Herkese merhabalar,
Bundan sonra blog ismim; Makbuş’un Dünyası. Sadece mutfak değil birçok alanda yazılar yazmaya çalışarak sizlerle her konuda bildiklerimi, araştırdıklarımı paylaşacağım. Bugünün konusu; Nappily Ever After.
Netlfix’de film ararken rastladım bu filme. Konusunu okuyunca bana göre olduğu için hemen açıp izledim.
Küçük bir kızın nasıl mükkemmeliyetçi bir kadına dönüştüğünü anlatan dram yönü ağır basmış bir film.
Kabarık saçlara sahip olan Violet, annesi tarafından her gün saçları düzeltilen ve mükemmel olması için büyütülen bir kız. Harika bir işe, erkek arkadaşa, saça, büyülü bakışlara, düzen ve programa sahip. Fakat bir gün işini, erkek arkadaşını, bakışları yani mükemmel olan her şeyini kaybeder.
Bundan sonra Violet’in “kendini bulma süreci” başlar. İlk defa mükemmel olmamanın huzurunu yaşamaya, küçüklüğünden beri annesi tarafından duyamadığı “sen her halinde güzelsin.” kelimesini kendine öğretmeye başlar.
Duygularıma, ruhuma hitap eden bir filmdi. Kesinlikle izlemenizi öneriyorum.

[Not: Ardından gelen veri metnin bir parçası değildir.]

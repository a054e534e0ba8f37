#![allow(dead_code)]

use std::sync::{Arc, Mutex};

use stakd_consensus::money::Amount;
use stakd_consensus::params::{chain_params, Network};
use stakd_consensus::{pow_reward, Hash256};
use stakd_node::mempool::MempoolPolicy;
use stakd_node::{Node, NodeEvents};
use stakd_pow::validation::check_proof_of_work;
use stakd_primitives::block::{merkle_root, Block, BlockHeader, CURRENT_VERSION};
use stakd_primitives::{OutPoint, Transaction, TxIn, TxOut};
use stakd_script::sighash::{SighashType, SIGHASH_ALL};
use stakd_script::signer::{public_key, sign_input};
use stakd_script::standard::p2pkh_script_for_pubkey;
use stakd_script::SecretKey;
use stakd_storage::memory::MemoryStore;

pub fn secret(tag: u8) -> SecretKey {
    SecretKey::from_slice(&[tag; 32]).expect("secret key")
}

pub fn key_script(secret: &SecretKey) -> Vec<u8> {
    p2pkh_script_for_pubkey(&public_key(secret))
}

pub fn spend(
    prevouts: Vec<OutPoint>,
    script: &[u8],
    secret: &SecretKey,
    time: u32,
    vout: Vec<TxOut>,
) -> Transaction {
    let vin = prevouts
        .into_iter()
        .map(|prevout| TxIn::new(prevout, Vec::new()))
        .collect();
    let mut tx = Transaction::new(time, vin, vout);
    for index in 0..tx.vin.len() {
        let script_sig = sign_input(&tx, index, script, secret, SighashType(SIGHASH_ALL))
            .expect("sign input");
        tx.vin[index].script_sig = script_sig;
    }
    tx
}

#[derive(Default)]
pub struct RecordingEvents {
    pub confirmed: Mutex<Vec<(Hash256, i32)>>,
    pub conflicted: Mutex<Vec<Hash256>>,
    pub tips: Mutex<Vec<(Hash256, i32)>>,
}

impl RecordingEvents {
    pub fn confirmed(&self) -> Vec<(Hash256, i32)> {
        self.confirmed.lock().expect("events").clone()
    }

    pub fn conflicted(&self) -> Vec<Hash256> {
        self.conflicted.lock().expect("events").clone()
    }

    pub fn last_tip(&self) -> Option<(Hash256, i32)> {
        self.tips.lock().expect("events").last().copied()
    }
}

impl NodeEvents for RecordingEvents {
    fn on_transaction_confirmed(&self, txid: &Hash256, height: i32) {
        self.confirmed.lock().expect("events").push((*txid, height));
    }

    fn on_transaction_conflicted(&self, tx: &Transaction) {
        self.conflicted.lock().expect("events").push(tx.txid());
    }

    fn on_best_chain_changed(&self, tip: &Hash256, height: i32) {
        self.tips.lock().expect("events").push((*tip, height));
    }
}

pub struct TestNode {
    pub store: Arc<MemoryStore>,
    pub node: Node<MemoryStore>,
    pub events: Arc<RecordingEvents>,
    pub miner: SecretKey,
    pub miner_script: Vec<u8>,
    pub now: i64,
}

impl TestNode {
    pub fn new() -> Self {
        let store = Arc::new(MemoryStore::new());
        let events = Arc::new(RecordingEvents::default());
        let node = Self::open(&store, Arc::clone(&events));
        let params = chain_params(Network::Regtest);
        let miner = secret(1);
        Self {
            store,
            node,
            events,
            miner_script: key_script(&miner),
            miner,
            now: i64::from(params.consensus.genesis.time) + 10_000_000,
        }
    }

    fn open(store: &Arc<MemoryStore>, events: Arc<RecordingEvents>) -> Node<MemoryStore> {
        let params = chain_params(Network::Regtest);
        let policy = MempoolPolicy::standard(params.require_standard);
        Node::open(Arc::clone(store), params, policy, events).expect("open node")
    }

    /// A second node over the same store.
    pub fn reopen(&self) -> Node<MemoryStore> {
        Self::open(&self.store, Arc::new(RecordingEvents::default()))
    }

    pub fn tip(&self) -> Hash256 {
        self.node.best_hash().expect("best hash")
    }

    pub fn height(&self) -> i32 {
        self.node.best_height().expect("best height")
    }

    pub fn tip_time(&self) -> u32 {
        let tip = self.tip();
        self.node
            .with_chain(|chain| chain.node(&tip).map(|node| node.time))
            .expect("chain")
            .expect("indexed tip")
    }

    /// Proof-of-work block at `height` on `parent`, which need not be known yet.
    pub fn build_block(
        &self,
        parent: Hash256,
        height: i32,
        time: u32,
        coinbase_vout: Vec<TxOut>,
        txs: Vec<Transaction>,
    ) -> Block {
        // regtest never retargets, so the tip's requirement holds on any branch
        let bits = self
            .node
            .with_chain(|chain| chain.required_bits(&chain.best_hash(), false))
            .expect("chain")
            .expect("required bits");
        let mut script_sig = height.to_le_bytes().to_vec();
        script_sig.push((time & 0xff) as u8);
        let mut transactions = vec![Transaction::new(
            time,
            vec![TxIn::new(OutPoint::null(), script_sig)],
            coinbase_vout,
        )];
        transactions.extend(txs);
        let mut block = Block {
            header: BlockHeader {
                version: CURRENT_VERSION,
                prev_block: parent,
                merkle_root: [0u8; 32],
                time,
                bits,
                nonce: 0,
            },
            transactions,
            signature: Vec::new(),
        };
        let (root, _) = merkle_root(&block.txids());
        block.header.merkle_root = root;
        let params = chain_params(Network::Regtest);
        while check_proof_of_work(&block.hash(), block.header.bits, &params.consensus).is_err() {
            block.header.nonce = block.header.nonce.wrapping_add(1);
        }
        block
    }

    pub fn reward(&self, height: i32) -> Amount {
        pow_reward(height, &chain_params(Network::Regtest).consensus)
    }

    /// Block on the tip paying subsidy plus `fees` to the miner.
    pub fn next_block(&self, fees: Amount, txs: Vec<Transaction>) -> Block {
        let height = self.height() + 1;
        let vout = vec![TxOut::new(self.reward(height) + fees, self.miner_script.clone())];
        self.build_block(self.tip(), height, self.tip_time() + 30, vout, txs)
    }

    pub fn mine_with(&self, txs: Vec<Transaction>, fees: Amount) -> Hash256 {
        let block = self.next_block(fees, txs);
        let hash = block.hash();
        self.node.submit_block(block, self.now).expect("submit block");
        assert_eq!(self.tip(), hash);
        hash
    }

    pub fn mine_to(&self, height: i32) {
        while self.height() < height {
            self.mine_with(Vec::new(), 0);
        }
    }

    pub fn coinbase_at(&self, height: i32) -> (OutPoint, Amount) {
        let block = self
            .node
            .block_by_height(height)
            .expect("read block")
            .expect("block at height");
        let coinbase = &block.transactions[0];
        (OutPoint::new(coinbase.txid(), 0), coinbase.vout[0].value)
    }

    /// Spends the miner's coinbase at `height` back to the miner, paying `fee`.
    pub fn pay_fee(&self, height: i32, fee: Amount) -> Transaction {
        let (prevout, value) = self.coinbase_at(height);
        spend(
            vec![prevout],
            &self.miner_script,
            &self.miner,
            self.tip_time(),
            vec![TxOut::new(value - fee, self.miner_script.clone())],
        )
    }
}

Belki de veremediğiniz kilolar, yaşamadığınız huzur, sürekli gelen heyecan atakları, çaresizliğiniz, kendine güvensizliğiniz hep bundandır…
Mükemmel olma, kendini yıpratma, iyi olamama korkusu…
Acaba ne size bunu hissettiren? Veya “Ne yaşadınız ki böyle oldunuz?…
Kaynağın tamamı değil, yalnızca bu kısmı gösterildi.